Today, that experimental energy lives on, albeit in a new socio-political context. Advances like PrEP (an HIV prevention medication) have ushered in what Mak calls “the second wave of the queer sexual revolution.” Forming connections at parties feels safer than ever. Alongside it, a new wave of club kid makeup is brewing.
The Return Of Club Kid Beauty
In the years since, Barber says that beauty became both competitive and monotonous. “Everyone had the same face from a YouTube tutorial,” he quips. Ironically enough, the very same social media platforms that killed club kid beauty in the 2000s and 2010s are the ones propagating it again. Influencers show off nude lipsticks, bleached brows, and pastel shadows — and in a matter of minutes, their followers know exactly what’s trending in basements and warehouses today.

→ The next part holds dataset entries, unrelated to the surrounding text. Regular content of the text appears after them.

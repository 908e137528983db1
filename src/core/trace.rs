//! Timed trace entries

use super::field::FieldValue;
use super::log_entry::Entry;
use super::logger::Logger;
use super::pool::Reset;
use chrono::{DateTime, Utc};
use std::time::Instant;

/// Pooled state behind an in-flight [`Trace`].
#[derive(Debug, Default)]
pub struct TraceEntry {
    entry: Option<Entry>,
    start: DateTime<Utc>,
    started: Option<Instant>,
}

impl Reset for TraceEntry {
    fn reset(&mut self) {
        self.entry = None;
        self.started = None;
    }
}

/// An in-flight timing measurement.
///
/// Ending it (explicitly with [`end`](Self::end), or by dropping it) appends
/// `start`, `end` and `duration` fields and dispatches the entry at Trace
/// level. It is emitted exactly once.
///
/// ```
/// # use rust_log_router::Logger;
/// let logger = Logger::new();
/// let mut trace = logger.trace("rebuild index");
/// trace.add_field("segments", 12);
/// trace.end();
/// ```
#[must_use = "a trace is emitted when it ends"]
pub struct Trace<'a> {
    logger: &'a Logger,
    state: Option<TraceEntry>,
}

impl<'a> Trace<'a> {
    pub(crate) fn start(logger: &'a Logger, entry: Entry) -> Self {
        let mut state = logger.trace_pool().get();
        state.entry = Some(entry);
        state.start = Utc::now();
        state.started = Some(Instant::now());
        Self {
            logger,
            state: Some(state),
        }
    }

    /// When the trace started (UTC)
    pub fn start_time(&self) -> Option<DateTime<Utc>> {
        self.state.as_ref().map(|state| state.start)
    }

    pub fn add_field(&mut self, key: &str, value: impl Into<FieldValue>) {
        let field = self.logger.field(key, value);
        if let Some(entry) = self.state.as_mut().and_then(|state| state.entry.as_mut()) {
            entry.push_field(field);
        }
    }

    /// Stop the clock and emit the entry.
    pub fn end(mut self) {
        self.finish();
    }

    fn finish(&mut self) {
        let Some(mut state) = self.state.take() else {
            return;
        };

        if let Some(mut entry) = state.entry.take() {
            let elapsed = state.started.map(|at| at.elapsed()).unwrap_or_default();
            let end = Utc::now();
            let logger = self.logger;

            entry.push_field(logger.field("start", logger.format_time(&state.start)));
            entry.push_field(logger.field("end", logger.format_time(&end)));
            entry.push_field(logger.field("duration", logger.format_duration(elapsed)));
            logger.handle_entry(entry);
        }

        self.logger.trace_pool().put(state);
    }
}

impl Drop for Trace<'_> {
    fn drop(&mut self) {
        self.finish();
    }
}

Think smudged black eyeliner — like MAC Cosmetics’ Feline Eye Kohl, rubbed into the waterline with a finger. Or a concealer lip, à la the brands’s recently revived Lip Erase, a base for bolder colors, and Folio, a grayish-nude shade that Barber — a MAC Cosmetics store clerk in 1999 — sold to Angelina Jolie while she was filming Girl, Interrupted. “The original Fleshpot was basically a Band-Aid lip, and I loved it,” he remembers. Another lip trend that’s been unearthed from Limelight’s basement? Blurred edges. “You might stain your lips red and then smudge it with your finger so it looked like you’d been doing something unspeakable,” he adds.

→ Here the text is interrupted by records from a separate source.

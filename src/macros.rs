//! Logging macros for formatted messages.
//!
//! Each macro forwards `format_args!` to the matching [`Logger`](crate::Logger)
//! method, so the message is rendered straight into the pooled entry buffer
//! and format strings are checked at compile time.
//!
//! # Examples
//!
//! ```
//! use rust_log_router::prelude::*;
//! use rust_log_router::info;
//!
//! let logger = Logger::new();
//!
//! info!(logger, "Server started");
//!
//! let port = 8080;
//! info!(logger, "Server listening on port {}", port);
//! ```

/// Log a formatted message at the given level.
///
/// ```
/// # use rust_log_router::prelude::*;
/// # let logger = Logger::new();
/// use rust_log_router::log;
/// log!(logger, LogLevel::Notice, "Simple message");
/// log!(logger, LogLevel::Error, "Error code: {}", 500);
/// ```
#[macro_export]
macro_rules! log {
    ($logger:expr, $level:expr, $($arg:tt)+) => {
        $logger.log($level, ::std::format_args!($($arg)+))
    };
}

/// Start a [`Trace`](crate::Trace) with a formatted message.
///
/// ```
/// # use rust_log_router::prelude::*;
/// # let logger = Logger::new();
/// use rust_log_router::trace;
/// let trace = trace!(logger, "Rebuilding shard {}", 3);
/// trace.end();
/// ```
#[macro_export]
macro_rules! trace {
    ($logger:expr, $($arg:tt)+) => {
        $logger.trace(::std::format_args!($($arg)+))
    };
}

/// ```
/// # use rust_log_router::prelude::*;
/// # let logger = Logger::new();
/// use rust_log_router::debug;
/// debug!(logger, "Counter value: {}", 10);
/// ```
#[macro_export]
macro_rules! debug {
    ($logger:expr, $($arg:tt)+) => {
        $logger.debug(::std::format_args!($($arg)+))
    };
}

/// ```
/// # use rust_log_router::prelude::*;
/// # let logger = Logger::new();
/// use rust_log_router::info;
/// info!(logger, "Processing {} items", 100);
/// ```
#[macro_export]
macro_rules! info {
    ($logger:expr, $($arg:tt)+) => {
        $logger.info(::std::format_args!($($arg)+))
    };
}

#[macro_export]
macro_rules! notice {
    ($logger:expr, $($arg:tt)+) => {
        $logger.notice(::std::format_args!($($arg)+))
    };
}

/// ```
/// # use rust_log_router::prelude::*;
/// # let logger = Logger::new();
/// use rust_log_router::warn;
/// warn!(logger, "Retry attempt {} of {}", 3, 5);
/// ```
#[macro_export]
macro_rules! warn {
    ($logger:expr, $($arg:tt)+) => {
        $logger.warn(::std::format_args!($($arg)+))
    };
}

/// ```
/// # use rust_log_router::prelude::*;
/// # let logger = Logger::new();
/// use rust_log_router::error;
/// error!(logger, "Error code: {}, message: {}", 500, "Internal error");
/// ```
#[macro_export]
macro_rules! error {
    ($logger:expr, $($arg:tt)+) => {
        $logger.error(::std::format_args!($($arg)+))
    };
}

#[macro_export]
macro_rules! alert {
    ($logger:expr, $($arg:tt)+) => {
        $logger.alert(::std::format_args!($($arg)+))
    };
}

/// Log at Fatal level, then run the logger's exit hook.
#[macro_export]
macro_rules! fatal {
    ($logger:expr, $($arg:tt)+) => {
        $logger.fatal(::std::format_args!($($arg)+))
    };
}

/// Log at Error level, then unwind with a [`PanicSignal`](crate::PanicSignal).
#[macro_export]
macro_rules! log_panic {
    ($logger:expr, $($arg:tt)+) => {
        $logger.panic(::std::format_args!($($arg)+))
    };
}

#[cfg(test)]
mod tests {
    use crate::core::{Handler, HandlerEntry, LogLevel, Logger, PanicSignal, Result};
    use crossbeam_channel::{bounded, Sender};
    use parking_lot::Mutex;
    use std::sync::atomic::{AtomicI32, Ordering};
    use std::sync::Arc;
    use std::thread;

    type Seen = Arc<Mutex<Vec<(LogLevel, String)>>>;

    struct Collect(Seen);

    impl Handler for Collect {
        fn run(&mut self, _logger: &Logger) -> Result<Sender<HandlerEntry>> {
            let (tx, rx) = bounded::<HandlerEntry>(0);
            let seen = Arc::clone(&self.0);
            thread::spawn(move || {
                for entry in rx {
                    seen.lock().push((entry.level, entry.message().to_string()));
                }
            });
            Ok(tx)
        }
    }

    fn collecting() -> (Logger, Seen) {
        let seen: Seen = Arc::new(Mutex::new(Vec::new()));
        let logger = Logger::builder()
            .exit_hook(Arc::new(|_: i32| {}))
            .handler(Collect(Arc::clone(&seen)), &LogLevel::ALL)
            .build()
            .unwrap();
        (logger, seen)
    }

    #[test]
    fn test_log_macro() {
        let (logger, seen) = collecting();
        log!(logger, LogLevel::Info, "Test message");
        log!(logger, LogLevel::Alert, "Formatted: {}", 42);

        let seen = seen.lock();
        assert_eq!(seen[0], (LogLevel::Info, "Test message".to_string()));
        assert_eq!(seen[1], (LogLevel::Alert, "Formatted: 42".to_string()));
    }

    #[test]
    fn test_level_macros() {
        let (logger, seen) = collecting();
        debug!(logger, "Count: {}", 5);
        info!(logger, "Items: {}", 100);
        notice!(logger, "Notice {}", "me");
        warn!(logger, "Retry {} of {}", 1, 3);
        error!(logger, "Code: {}", 500);
        alert!(logger, "Disk {}%", 99);
        fatal!(logger, "Critical failure: {}", "system");

        let seen = seen.lock();
        let levels: Vec<_> = seen.iter().map(|(level, _)| *level).collect();
        assert_eq!(
            levels,
            vec![
                LogLevel::Debug,
                LogLevel::Info,
                LogLevel::Notice,
                LogLevel::Warn,
                LogLevel::Error,
                LogLevel::Alert,
                LogLevel::Fatal,
            ]
        );
        assert_eq!(seen[3].1, "Retry 1 of 3");
        assert_eq!(seen[6].1, "Critical failure: system");
    }

    #[test]
    fn test_fatal_macro_runs_exit_hook() {
        let code = Arc::new(AtomicI32::new(0));
        let observed = Arc::clone(&code);
        let logger = Logger::builder()
            .exit_hook(Arc::new(move |c: i32| observed.store(c, Ordering::SeqCst)))
            .build()
            .unwrap();

        fatal!(logger, "bye {}", 1);
        assert_eq!(code.load(Ordering::SeqCst), 1);
    }

    #[test]
    fn test_trace_macro() {
        let (logger, seen) = collecting();
        let trace = trace!(logger, "Value: {}", 10);
        trace.end();

        assert_eq!(seen.lock()[0], (LogLevel::Trace, "Value: 10".to_string()));
    }

    #[test]
    fn test_log_panic_macro() {
        let (logger, seen) = collecting();
        let result = std::panic::catch_unwind(std::panic::AssertUnwindSafe(|| {
            log_panic!(logger, "invariant {} broken", "x");
        }));

        let payload = result.unwrap_err();
        assert_eq!(
            payload.downcast_ref::<PanicSignal>().unwrap().message,
            "invariant x broken"
        );
        assert_eq!(seen.lock()[0], (LogLevel::Error, "invariant x broken".to_string()));
    }
}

Other revival trends include skinny brows, chalky eyelids — “white on the brow bone, as long as it isn’t frosted,” says Barber — and matte skin, “but with life, like velvet.” Drag remains a major influence. “Those techniques are useful even when you’re not doing drag makeup,” Barber says, pointing to theatrical eyeshadow, defined brows, powdered faces, and glittery pops of texture. The difference between the club kid movement today and its ancestor? “It’s grunge in spirit, but more polished because the products are just better,” says Barber.
Finding Community
The beauty industry and club scene are inherently intertwined with LGBTQ+ communities. MAC Cosmetics, for example, has been funding AIDS research since 1994 by donating all proceeds of their Viva Glam collection to the cause. (Today, it also supports organizations advancing sexual, gender, racial, and environmental equality.)

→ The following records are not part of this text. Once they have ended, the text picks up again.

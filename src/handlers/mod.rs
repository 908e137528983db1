//! Output handlers

#[cfg(feature = "console")]
pub mod console;
pub mod format;

#[cfg(feature = "console")]
pub use console::{ConsoleConfig, ConsoleHandler, FileDisplay};
pub use format::{Formatter, FormatterFactory, FormatSettings, JsonFormatter, TextFormatter};

pub use crate::core::Handler;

In Bushwick, the neighborhood at the heart of Brooklyn’s current party scene, political tracts about trans solidarity are issued at the door, and mutual-aid donations are collected for community members in need. “The thing about club culture is it's very local, and so you get people involved in politics on a local level,” he says. “I don't think the club is inherently political, but the fact of it as community-building is political. It’s one of the core places where queer and trans people can meet today.”
That’s why, ultimately, the new wave of club kid beauty isn’t just about nostalgia. It echoes the same principles that made the original era so iconic: a spirit of resistance and liberation, both on and off the dance floor. Or, as Barber puts it, “People are unified by one idea: They don’t want to be normal.”